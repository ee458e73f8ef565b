use chrono::{DateTime, Local};

/// Upper bound on exercise rounds in one session
pub const MAX_ROUNDS: u8 = 3;

/// Data recorded over one run through the flow
#[derive(Debug, Clone, PartialEq)]
pub struct Session {
    pulse_before: Option<u32>,
    pulse_after: Option<u32>,
    session_count: u8,
    pub started_at: DateTime<Local>,
}

impl Default for Session {
    fn default() -> Self {
        Self {
            pulse_before: None,
            pulse_after: None,
            session_count: 1,
            started_at: Local::now(),
        }
    }
}

impl Session {
    pub fn pulse_before(&self) -> Option<u32> {
        self.pulse_before
    }

    pub fn pulse_after(&self) -> Option<u32> {
        self.pulse_after
    }

    /// Rounds completed or in progress, always in `1..=MAX_ROUNDS`
    pub fn session_count(&self) -> u8 {
        self.session_count
    }

    pub fn can_repeat(&self) -> bool {
        self.session_count < MAX_ROUNDS
    }

    // Writers are crate-private: only the controller stores readings.

    /// Stamp the moment the user actually starts, not when the session was built
    pub(crate) fn begin(&mut self) {
        self.started_at = Local::now();
    }

    pub(crate) fn record_before(&mut self, bpm: u32) -> bool {
        if self.pulse_before.is_some() {
            return false;
        }
        self.pulse_before = Some(bpm);
        true
    }

    pub(crate) fn record_after(&mut self, bpm: u32) -> bool {
        if self.pulse_after.is_some() {
            return false;
        }
        self.pulse_after = Some(bpm);
        true
    }

    pub(crate) fn next_round(&mut self) -> bool {
        if !self.can_repeat() {
            return false;
        }
        self.session_count += 1;
        true
    }

    /// "1 Session", "2 Sessions", ...
    pub fn label(&self) -> String {
        session_label(self.session_count)
    }
}

pub fn session_label(count: u8) -> String {
    format!("{} Session{}", count, if count > 1 { "s" } else { "" })
}

#[cfg(test)]
mod tests {
    use super::*;

    #[test]
    fn fresh_session() {
        let s = Session::default();
        assert_eq!(s.session_count(), 1);
        assert_eq!(s.pulse_before(), None);
        assert_eq!(s.pulse_after(), None);
        assert!(s.can_repeat());
    }

    #[test]
    fn readings_are_write_once() {
        let mut s = Session::default();
        assert!(s.record_before(72));
        assert!(!s.record_before(80));
        assert_eq!(s.pulse_before(), Some(72));

        assert!(s.record_after(95));
        assert!(!s.record_after(100));
        assert_eq!(s.pulse_after(), Some(95));
    }

    #[test]
    fn rounds_are_capped() {
        let mut s = Session::default();
        assert!(s.next_round());
        assert!(s.next_round());
        assert!(!s.next_round());
        assert_eq!(s.session_count(), MAX_ROUNDS);
        assert!(!s.can_repeat());
    }

    #[test]
    fn labels() {
        assert_eq!(session_label(1), "1 Session");
        assert_eq!(session_label(2), "2 Sessions");
        assert_eq!(session_label(3), "3 Sessions");
    }
}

——————

### Brief
Send back the complete set of entries, exactly as shown above.

### Exercise result
repository ee458e73f8ef565b
use chrono::{DateTime, Local};

/// Upper bound on exercise rounds in one session
pub const MAX_ROUNDS: u8 = 3;

/// Data recorded over one run through the flow
#[derive(Debug, Clone, PartialEq)]
pub struct Session {
    pulse_before: Option<u32>,
    pulse_after: Option<u32>,
    session_count: u8,
    pub started_at: DateTime<Local>,
}

impl Default for Session {
    fn default() -> Self {
        Self {
            pulse_before: None,
            pulse_after: None,
            session_count: 1,
            started_at: Local::now(),
        }
    }
}

impl Session {
    pub fn pulse_before(&self) -> Option<u32> {
        self.pulse_before
    }

    pub fn pulse_after(&self) -> Option<u32> {
        self.pulse_after
    }

    /// Rounds completed or in progress, always in `1..=MAX_ROUNDS`
    pub fn session_count(&self) -> u8 {
        self.session_count
    }

    pub fn can_repeat(&self) -> bool {
        self.session_count < MAX_ROUNDS
    }

    // Writers are crate-private: only the controller stores readings.

    /// Stamp the moment the user actually starts, not when the session was built
    pub(crate) fn begin(&mut self) {
        self.started_at = Local::now();
    }

    pub(crate) fn record_before(&mut self, bpm: u32) -> bool {
        if self.pulse_before.is_some() {
            return false;
        }
        self.pulse_before = Some(bpm);
        true
    }

    pub(crate) fn record_after(&mut self, bpm: u32) -> bool {
        if self.pulse_after.is_some() {
            return false;
        }
        self.pulse_after = Some(bpm);
        true
    }

    pub(crate) fn next_round(&mut self) -> bool {
        if !self.can_repeat() {
            return false;
        }
        self.session_count += 1;
        true
    }

    /// "1 Session", "2 Sessions", ...
    pub fn label(&self) -> String {
        session_label(self.session_count)
    }
}

pub fn session_label(count: u8) -> String {
    format!("{} Session{}", count, if count > 1 { "s" } else { "" })
}

#[cfg(test)]
mod tests {
    use super::*;

    #[test]
    fn fresh_session() {
        let s = Session::default();
        assert_eq!(s.session_count(), 1);
        assert_eq!(s.pulse_before(), None);
        assert_eq!(s.pulse_after(), None);
        assert!(s.can_repeat());
    }

    #[test]
    fn readings_are_write_once() {
        let mut s = Session::default();
        assert!(s.record_before(72));
        assert!(!s.record_before(80));
        assert_eq!(s.pulse_before(), Some(72));

        assert!(s.record_after(95));
        assert!(!s.record_after(100));
        assert_eq!(s.pulse_after(), Some(95));
    }

    #[test]
    fn rounds_are_capped() {
        let mut s = Session::default();
        assert!(s.next_round());
        assert!(s.next_round());
        assert!(!s.next_round());
        assert_eq!(s.session_count(), MAX_ROUNDS);
        assert!(!s.can_repeat());
    }

    #[test]
    fn labels() {
        assert_eq!(session_label(1), "1 Session");
        assert_eq!(session_label(2), "2 Sessions");
        assert_eq!(session_label(3), "3 Sessions");
    }
}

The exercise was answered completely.